2008 REPLAY: Europe Will Start To Ban Short Selling As Crisis Spreads

Start your day with TPM.
Sign up for the Morning Memo newsletter

UPDATE: Italy will report a ban on short selling tonight, according to reports on CNBC and Zero Hedge. France is rumored to be preparing a similar action.
The European Securities and Markets Authority is considering a ban on short selling, reports The New York Times.

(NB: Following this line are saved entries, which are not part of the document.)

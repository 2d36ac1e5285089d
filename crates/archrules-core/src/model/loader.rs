//! DTO → class graph conversion with validation.

use std::collections::{HashMap, HashSet};
use std::path::{Path, PathBuf};
use std::sync::Arc;

use tracing::{debug, info};

use super::annotation::AnnotationNode;
use super::dto::{AccessDto, AnnotationDto, ClassDto, FieldDto, MethodDto, ModelDocument};
use super::graph::{
    annotation_node, component_name, default_source_file, package_of, simple_name_of, AccessId,
    AccessNode, ClassGraph, ClassId, ClassNode, Ecosystem, FieldNode, GraphData, MethodNode,
    NodeOrigin, PRIMITIVES,
};
use super::modifier::Modifier;

/// Errors while reading or validating a model document.
#[derive(Debug, thiserror::Error)]
pub enum ModelError {
    /// IO error reading a model file.
    #[error("Failed to read model file {path}: {source}")]
    Io {
        /// Path that failed to read.
        path: PathBuf,
        /// Underlying IO error.
        source: std::io::Error,
    },

    /// The document is not valid model JSON.
    #[error("Failed to parse model {origin}: {source}")]
    Parse {
        /// File path, or `<inline>`.
        origin: String,
        /// Underlying JSON error.
        source: serde_json::Error,
    },

    /// Directory traversal failed.
    #[error("Failed to scan model directory: {0}")]
    Walk(#[from] walkdir::Error),

    /// A directory contained no model files.
    #[error("No *.json model files found under {path}")]
    NoModelFiles {
        /// Directory that was scanned.
        path: PathBuf,
    },

    /// A required name is empty.
    #[error("{context}: name must not be empty")]
    EmptyName {
        /// Where the error occurred (e.g. `classes[3].fields[0].name`).
        context: String,
    },

    /// The same class is declared more than once.
    #[error("class `{name}` is declared more than once")]
    DuplicateClass {
        /// The duplicated binary name.
        name: String,
    },
}

/// Parses one JSON document.
pub(crate) fn parse(json: &str, origin: &str) -> Result<ModelDocument, ModelError> {
    serde_json::from_str(json).map_err(|e| ModelError::Parse {
        origin: origin.to_string(),
        source: e,
    })
}

/// Reads a model file, or merges every `*.json` file below a directory in path order.
pub(crate) fn read(path: &Path) -> Result<ModelDocument, ModelError> {
    if !path.is_dir() {
        return read_file(path);
    }

    let mut files = Vec::new();
    for entry in walkdir::WalkDir::new(path).sort_by_file_name() {
        let entry = entry?;
        if entry.file_type().is_file()
            && entry.path().extension().is_some_and(|ext| ext == "json")
        {
            files.push(entry.into_path());
        }
    }

    if files.is_empty() {
        return Err(ModelError::NoModelFiles {
            path: path.to_path_buf(),
        });
    }

    let mut document = ModelDocument::new();
    for file in &files {
        debug!("Reading model file: {}", file.display());
        document.merge(read_file(file)?);
    }
    info!("Merged {} model file(s) from {}", files.len(), path.display());
    Ok(document)
}

fn read_file(path: &Path) -> Result<ModelDocument, ModelError> {
    let content = std::fs::read_to_string(path).map_err(|e| ModelError::Io {
        path: path.to_path_buf(),
        source: e,
    })?;
    parse(&content, &path.display().to_string())
}

/// Assigns node ids to type names, creating stub nodes on first reference.
struct Interner {
    index: HashMap<String, ClassId>,
    names: Vec<String>,
}

impl Interner {
    fn intern(&mut self, name: &str) -> ClassId {
        if let Some(id) = self.index.get(name) {
            return *id;
        }
        let component = component_name(name);
        if component != name {
            self.intern(component);
        }
        let id = ClassId(self.names.len());
        self.names.push(name.to_string());
        self.index.insert(name.to_string(), id);
        id
    }

    fn origin_of(&self, name: &str) -> NodeOrigin {
        let component = component_name(name);
        if component != name {
            if let Some(id) = self.index.get(component) {
                return NodeOrigin::Array { component: *id };
            }
        }
        if PRIMITIVES.contains(&name) {
            NodeOrigin::Primitive
        } else {
            NodeOrigin::Stub
        }
    }
}

/// Validates a document and builds the immutable graph.
pub(crate) fn build(document: ModelDocument) -> Result<ClassGraph, ModelError> {
    validate(&document)?;

    let mut interner = Interner {
        index: HashMap::new(),
        names: Vec::new(),
    };
    for class in &document.classes {
        interner.intern(&class.name);
    }
    let declared = document.classes.len();

    let mut classes: Vec<ClassNode> = document
        .classes
        .into_iter()
        .map(|dto| convert_class(dto, &mut interner))
        .collect();

    let packages = document
        .packages
        .into_iter()
        .map(|p| {
            let annotations = convert_annotations(p.annotations, &mut interner);
            (p.name, annotations)
        })
        .fold(HashMap::new(), |mut acc: HashMap<String, Vec<_>>, (name, anns)| {
            acc.entry(name).or_default().extend(anns);
            acc
        });

    for name in &interner.names[declared..] {
        classes.push(ClassNode::stub(name, interner.origin_of(name)));
    }

    let accesses_to = index_accesses(&classes);
    let stubs = classes.len() - declared;
    info!(
        "Loaded class graph: {} declared class(es), {} referenced stub(s)",
        declared, stubs
    );

    Ok(ClassGraph {
        data: Arc::new(GraphData {
            classes,
            index: interner.index,
            packages,
            ecosystem: Ecosystem::new(document.ecosystem),
            accesses_to,
            declared,
        }),
    })
}

fn validate(document: &ModelDocument) -> Result<(), ModelError> {
    let mut seen = HashSet::new();
    for (i, class) in document.classes.iter().enumerate() {
        let ctx = format!("classes[{i}]");
        require_name(&class.name, || format!("{ctx}.name"))?;
        if !seen.insert(class.name.as_str()) {
            return Err(ModelError::DuplicateClass {
                name: class.name.clone(),
            });
        }
        for (j, field) in class.fields.iter().enumerate() {
            require_name(&field.name, || format!("{ctx}.fields[{j}].name"))?;
            require_name(&field.type_name, || format!("{ctx}.fields[{j}].type"))?;
        }
        for (j, method) in class.methods.iter().enumerate() {
            require_name(&method.name, || format!("{ctx}.methods[{j}].name"))?;
            for (k, access) in method.accesses.iter().enumerate() {
                require_name(&access.owner, || {
                    format!("{ctx}.methods[{j}].accesses[{k}].owner")
                })?;
            }
        }
    }
    for (i, package) in document.packages.iter().enumerate() {
        require_name(&package.name, || format!("packages[{i}].name"))?;
    }
    Ok(())
}

fn require_name(name: &str, context: impl FnOnce() -> String) -> Result<(), ModelError> {
    if name.trim().is_empty() {
        return Err(ModelError::EmptyName { context: context() });
    }
    Ok(())
}

fn convert_class(dto: ClassDto, interner: &mut Interner) -> ClassNode {
    let superclass = dto.superclass.as_deref().map(|s| interner.intern(s));
    let interfaces = dto.interfaces.iter().map(|i| interner.intern(i)).collect();
    let annotations = convert_annotations(dto.annotations, interner);
    let fields = dto
        .fields
        .into_iter()
        .map(|f| convert_field(f, interner))
        .collect();
    let methods = dto
        .methods
        .into_iter()
        .map(|m| convert_method(m, interner))
        .collect();

    ClassNode {
        simple_name: simple_name_of(&dto.name).to_string(),
        package: package_of(&dto.name).to_string(),
        source_file: dto
            .source_file
            .unwrap_or_else(|| default_source_file(&dto.name)),
        name: dto.name,
        kind: dto.kind,
        modifiers: normalize(dto.modifiers),
        superclass,
        interfaces,
        annotations,
        fields,
        methods,
        origin: NodeOrigin::Declared,
    }
}

fn convert_field(dto: FieldDto, interner: &mut Interner) -> FieldNode {
    FieldNode {
        raw_type: interner.intern(&dto.type_name),
        annotations: convert_annotations(dto.annotations, interner),
        modifiers: normalize(dto.modifiers),
        name: dto.name,
    }
}

fn convert_method(dto: MethodDto, interner: &mut Interner) -> MethodNode {
    MethodNode {
        parameters: dto.parameters.iter().map(|p| interner.intern(p)).collect(),
        return_type: interner.intern(&dto.return_type),
        annotations: convert_annotations(dto.annotations, interner),
        accesses: dto
            .accesses
            .into_iter()
            .map(|a| convert_access(a, interner))
            .collect(),
        modifiers: normalize(dto.modifiers),
        name: dto.name,
    }
}

fn convert_access(dto: AccessDto, interner: &mut Interner) -> AccessNode {
    AccessNode {
        kind: dto.kind,
        owner: interner.intern(&dto.owner),
        parameters: dto.parameters.iter().map(|p| interner.intern(p)).collect(),
        target_type: dto.type_name.as_deref().map(|t| interner.intern(t)),
        name: dto.name,
        line: dto.line,
    }
}

fn convert_annotations(
    dtos: Vec<AnnotationDto>,
    interner: &mut Interner,
) -> Vec<Arc<AnnotationNode>> {
    dtos.into_iter()
        .map(|a| annotation_node(interner.intern(&a.type_name), a.values))
        .collect()
}

fn normalize(mut modifiers: Vec<Modifier>) -> Vec<Modifier> {
    modifiers.sort();
    modifiers.dedup();
    modifiers
}

fn index_accesses(classes: &[ClassNode]) -> Vec<Vec<AccessId>> {
    let mut index: Vec<Vec<AccessId>> = vec![Vec::new(); classes.len()];
    for (c, class) in classes.iter().enumerate() {
        for (m, method) in class.methods.iter().enumerate() {
            for (a, access) in method.accesses.iter().enumerate() {
                index[access.owner.0].push(AccessId {
                    class: ClassId(c),
                    method: m,
                    access: a,
                });
            }
        }
    }
    index
}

The authority would ban betting against just financial stocks or stocks in general. It could focus the ban on naked short-selling, in which the party making the short does not borrow the share it is shorting.
The ban would only be in place till markets calm down.
Turkey became the third country trying to stem short-selling today, when it raised the minimum equity required to initiate a short-sale on the Istanbul Stock Exchange to 70%, from the previous 50%, according to Bloomberg.
Earlier this week, South Korea initiated a three month ban, and Greece, a two month ban on short selling, as regulators are trying to prevent speculation, after a massive drop in global stock markets. South Korea does however have a complete ban on naked short sales.
In 2008, several countries banned short-selling in an ultimately impotent attempt to control the crisis, but not everyone thinks a blanket ban works however. Analysts argue that it hasn’t worked in the past, because it singles out a group that may not have been that active during the trades, and because it won’t prevent panicked investors from selling their shares.
“Every time we have had a short selling ban, the sector it is supposed to protect has collapsed,” one hedge funder told the FT, adding that the measure seemed designed to stop hedge funds make money rather than stopping a collapse.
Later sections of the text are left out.